• WHAT YOU SHOULD DO:
Collect from the data below each line with "filesystem".
-- RECORDS FOR THIS TASK follows --
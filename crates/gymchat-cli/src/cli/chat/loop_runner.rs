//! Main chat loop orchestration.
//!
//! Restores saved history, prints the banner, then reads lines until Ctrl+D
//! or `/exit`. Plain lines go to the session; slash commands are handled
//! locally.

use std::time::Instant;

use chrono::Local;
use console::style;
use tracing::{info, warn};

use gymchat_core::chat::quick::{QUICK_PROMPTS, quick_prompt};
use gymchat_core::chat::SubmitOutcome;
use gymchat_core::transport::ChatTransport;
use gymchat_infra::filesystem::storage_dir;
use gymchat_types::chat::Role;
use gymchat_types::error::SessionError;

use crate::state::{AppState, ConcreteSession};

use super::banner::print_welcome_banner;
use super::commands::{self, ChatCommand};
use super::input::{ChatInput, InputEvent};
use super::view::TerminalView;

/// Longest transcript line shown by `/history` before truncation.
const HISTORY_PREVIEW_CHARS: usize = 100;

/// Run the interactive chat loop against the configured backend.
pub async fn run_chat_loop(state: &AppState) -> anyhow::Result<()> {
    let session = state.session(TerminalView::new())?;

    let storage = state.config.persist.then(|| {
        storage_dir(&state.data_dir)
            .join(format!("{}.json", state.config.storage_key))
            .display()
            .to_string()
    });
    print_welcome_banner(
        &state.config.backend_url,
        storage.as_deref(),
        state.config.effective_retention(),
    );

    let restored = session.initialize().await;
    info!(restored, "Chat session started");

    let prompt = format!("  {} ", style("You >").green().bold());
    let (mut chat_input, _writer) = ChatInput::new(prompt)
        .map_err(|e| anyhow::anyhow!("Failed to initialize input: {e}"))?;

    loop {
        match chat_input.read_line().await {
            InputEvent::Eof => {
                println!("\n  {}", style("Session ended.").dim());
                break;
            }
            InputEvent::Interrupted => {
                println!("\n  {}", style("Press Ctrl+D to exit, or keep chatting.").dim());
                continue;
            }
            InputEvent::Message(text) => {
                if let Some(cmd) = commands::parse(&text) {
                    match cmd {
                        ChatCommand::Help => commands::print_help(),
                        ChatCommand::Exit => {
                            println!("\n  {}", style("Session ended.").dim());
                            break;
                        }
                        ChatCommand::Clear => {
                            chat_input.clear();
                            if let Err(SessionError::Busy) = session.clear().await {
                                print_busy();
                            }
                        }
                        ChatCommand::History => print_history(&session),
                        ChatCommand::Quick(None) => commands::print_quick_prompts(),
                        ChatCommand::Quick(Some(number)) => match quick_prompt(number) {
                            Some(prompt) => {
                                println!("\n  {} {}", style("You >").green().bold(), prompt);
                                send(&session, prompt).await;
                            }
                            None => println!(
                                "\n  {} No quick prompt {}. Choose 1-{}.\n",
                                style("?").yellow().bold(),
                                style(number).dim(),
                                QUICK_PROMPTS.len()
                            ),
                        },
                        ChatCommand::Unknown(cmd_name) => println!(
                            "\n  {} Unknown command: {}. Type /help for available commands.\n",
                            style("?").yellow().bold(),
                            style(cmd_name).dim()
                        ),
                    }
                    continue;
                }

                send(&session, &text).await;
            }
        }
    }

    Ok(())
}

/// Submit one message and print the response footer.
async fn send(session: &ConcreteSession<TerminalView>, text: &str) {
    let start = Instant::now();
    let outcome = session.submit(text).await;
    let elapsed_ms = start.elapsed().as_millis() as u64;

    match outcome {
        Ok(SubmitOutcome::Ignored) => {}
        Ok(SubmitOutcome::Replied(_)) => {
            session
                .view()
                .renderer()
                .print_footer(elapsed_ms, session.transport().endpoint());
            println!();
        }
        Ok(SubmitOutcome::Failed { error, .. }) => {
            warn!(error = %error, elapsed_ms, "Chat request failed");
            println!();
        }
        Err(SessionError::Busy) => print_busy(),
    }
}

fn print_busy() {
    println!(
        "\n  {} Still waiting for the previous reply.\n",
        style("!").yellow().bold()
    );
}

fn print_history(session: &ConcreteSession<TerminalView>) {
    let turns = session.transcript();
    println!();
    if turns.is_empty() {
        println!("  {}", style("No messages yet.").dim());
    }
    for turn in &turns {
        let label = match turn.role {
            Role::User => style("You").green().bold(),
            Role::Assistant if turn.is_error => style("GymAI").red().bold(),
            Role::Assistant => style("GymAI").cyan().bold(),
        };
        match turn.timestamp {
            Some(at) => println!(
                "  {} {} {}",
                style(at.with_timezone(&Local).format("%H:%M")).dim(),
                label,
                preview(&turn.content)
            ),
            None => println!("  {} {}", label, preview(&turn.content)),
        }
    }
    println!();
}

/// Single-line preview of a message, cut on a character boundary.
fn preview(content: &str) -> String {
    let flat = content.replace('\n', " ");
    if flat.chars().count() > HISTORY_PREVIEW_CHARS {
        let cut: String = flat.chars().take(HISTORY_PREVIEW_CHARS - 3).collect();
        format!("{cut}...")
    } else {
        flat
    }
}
-- RECORDS FOR THIS TASK concluded --
-- RECORDS FOR THIS TASK follows --
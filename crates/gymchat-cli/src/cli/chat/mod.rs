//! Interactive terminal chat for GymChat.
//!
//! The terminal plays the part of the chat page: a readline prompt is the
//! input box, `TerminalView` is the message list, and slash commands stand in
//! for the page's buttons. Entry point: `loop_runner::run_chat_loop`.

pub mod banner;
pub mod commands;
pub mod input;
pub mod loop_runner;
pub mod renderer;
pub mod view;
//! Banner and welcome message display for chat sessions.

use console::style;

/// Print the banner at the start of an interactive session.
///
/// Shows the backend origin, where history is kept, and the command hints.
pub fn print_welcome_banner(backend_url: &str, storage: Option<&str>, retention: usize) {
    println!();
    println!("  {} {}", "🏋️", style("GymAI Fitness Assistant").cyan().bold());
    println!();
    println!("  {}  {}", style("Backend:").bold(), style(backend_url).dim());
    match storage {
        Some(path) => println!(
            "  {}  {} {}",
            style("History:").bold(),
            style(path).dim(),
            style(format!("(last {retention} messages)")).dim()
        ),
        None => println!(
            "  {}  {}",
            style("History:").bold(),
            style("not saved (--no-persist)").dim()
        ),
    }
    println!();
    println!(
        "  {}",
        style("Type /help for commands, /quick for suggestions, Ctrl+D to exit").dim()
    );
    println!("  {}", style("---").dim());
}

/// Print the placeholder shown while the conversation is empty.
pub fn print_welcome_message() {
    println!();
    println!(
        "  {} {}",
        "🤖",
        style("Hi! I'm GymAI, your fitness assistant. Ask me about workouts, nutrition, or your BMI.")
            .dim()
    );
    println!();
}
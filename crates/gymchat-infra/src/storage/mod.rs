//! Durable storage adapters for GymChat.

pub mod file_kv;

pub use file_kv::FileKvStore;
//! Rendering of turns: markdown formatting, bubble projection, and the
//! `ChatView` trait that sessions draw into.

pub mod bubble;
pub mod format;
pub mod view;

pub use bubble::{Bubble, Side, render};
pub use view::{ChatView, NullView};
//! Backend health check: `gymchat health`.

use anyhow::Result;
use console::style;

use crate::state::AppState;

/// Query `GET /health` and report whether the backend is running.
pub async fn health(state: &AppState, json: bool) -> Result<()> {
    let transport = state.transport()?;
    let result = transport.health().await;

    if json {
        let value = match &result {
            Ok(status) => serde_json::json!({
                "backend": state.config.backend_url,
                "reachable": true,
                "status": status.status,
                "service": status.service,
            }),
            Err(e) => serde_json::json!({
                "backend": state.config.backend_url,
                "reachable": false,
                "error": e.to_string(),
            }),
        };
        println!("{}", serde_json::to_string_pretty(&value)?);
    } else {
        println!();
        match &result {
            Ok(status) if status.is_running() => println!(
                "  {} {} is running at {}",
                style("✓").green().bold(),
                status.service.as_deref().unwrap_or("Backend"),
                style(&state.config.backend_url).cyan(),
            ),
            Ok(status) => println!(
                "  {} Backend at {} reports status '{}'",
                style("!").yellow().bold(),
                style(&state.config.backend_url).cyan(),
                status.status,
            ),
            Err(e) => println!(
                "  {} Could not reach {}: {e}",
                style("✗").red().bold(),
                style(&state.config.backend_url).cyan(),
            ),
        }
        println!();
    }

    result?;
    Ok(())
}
-- RECORDS FOR THIS TASK concluded --
-- RECORDS FOR THIS TASK follows --
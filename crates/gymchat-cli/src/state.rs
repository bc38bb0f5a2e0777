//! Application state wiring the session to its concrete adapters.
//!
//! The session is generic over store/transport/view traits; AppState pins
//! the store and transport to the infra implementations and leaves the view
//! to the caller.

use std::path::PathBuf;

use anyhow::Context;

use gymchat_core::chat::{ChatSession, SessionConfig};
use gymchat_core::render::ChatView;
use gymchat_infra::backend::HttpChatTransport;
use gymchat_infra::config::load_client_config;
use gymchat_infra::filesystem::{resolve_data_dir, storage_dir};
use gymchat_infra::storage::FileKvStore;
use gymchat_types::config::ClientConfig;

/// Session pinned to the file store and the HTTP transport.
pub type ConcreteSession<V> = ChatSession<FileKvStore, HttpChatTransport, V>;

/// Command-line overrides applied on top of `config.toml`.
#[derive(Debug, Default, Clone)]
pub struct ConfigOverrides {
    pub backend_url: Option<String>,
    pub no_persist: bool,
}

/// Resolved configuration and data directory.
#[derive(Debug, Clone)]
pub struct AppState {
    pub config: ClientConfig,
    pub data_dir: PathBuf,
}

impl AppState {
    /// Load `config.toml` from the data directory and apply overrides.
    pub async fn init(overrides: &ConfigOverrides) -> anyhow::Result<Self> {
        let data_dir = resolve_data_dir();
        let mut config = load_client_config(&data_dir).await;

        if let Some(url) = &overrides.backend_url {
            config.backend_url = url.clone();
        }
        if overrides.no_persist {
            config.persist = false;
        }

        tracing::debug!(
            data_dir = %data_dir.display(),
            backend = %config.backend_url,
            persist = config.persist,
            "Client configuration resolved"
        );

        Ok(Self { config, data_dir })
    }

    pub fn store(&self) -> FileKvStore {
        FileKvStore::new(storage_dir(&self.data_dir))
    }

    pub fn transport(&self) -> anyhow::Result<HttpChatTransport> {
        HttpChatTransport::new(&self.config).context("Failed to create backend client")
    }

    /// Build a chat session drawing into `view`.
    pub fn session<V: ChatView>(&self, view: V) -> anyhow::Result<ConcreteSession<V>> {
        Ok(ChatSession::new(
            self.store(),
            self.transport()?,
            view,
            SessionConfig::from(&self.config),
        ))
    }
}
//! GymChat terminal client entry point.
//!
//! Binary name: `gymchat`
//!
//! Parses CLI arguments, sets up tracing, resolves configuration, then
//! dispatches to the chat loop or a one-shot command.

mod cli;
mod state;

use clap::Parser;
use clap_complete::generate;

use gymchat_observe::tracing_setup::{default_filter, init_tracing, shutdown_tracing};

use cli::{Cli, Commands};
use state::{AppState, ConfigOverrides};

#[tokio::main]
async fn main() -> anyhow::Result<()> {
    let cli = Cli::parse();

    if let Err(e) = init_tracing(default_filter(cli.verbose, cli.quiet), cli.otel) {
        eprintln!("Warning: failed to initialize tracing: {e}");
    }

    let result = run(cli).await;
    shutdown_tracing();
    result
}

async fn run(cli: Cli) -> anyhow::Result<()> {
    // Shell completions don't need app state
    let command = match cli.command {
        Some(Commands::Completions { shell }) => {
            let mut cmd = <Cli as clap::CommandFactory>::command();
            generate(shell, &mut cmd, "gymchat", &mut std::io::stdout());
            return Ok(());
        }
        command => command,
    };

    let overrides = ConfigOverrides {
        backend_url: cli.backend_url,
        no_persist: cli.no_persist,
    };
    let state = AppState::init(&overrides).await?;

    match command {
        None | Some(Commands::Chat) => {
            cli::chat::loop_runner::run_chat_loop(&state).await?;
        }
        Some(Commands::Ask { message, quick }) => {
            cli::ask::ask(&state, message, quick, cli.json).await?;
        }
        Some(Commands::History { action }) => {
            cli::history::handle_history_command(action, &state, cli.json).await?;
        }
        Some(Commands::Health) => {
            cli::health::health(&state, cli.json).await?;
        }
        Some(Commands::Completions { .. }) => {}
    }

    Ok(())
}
-- RECORDS FOR THIS TASK concluded --
• ANSWER BOX:
use gymchat_infra::filesystem::storage_dir;
use gymchat_infra::filesystem::{resolve_data_dir, storage_dir};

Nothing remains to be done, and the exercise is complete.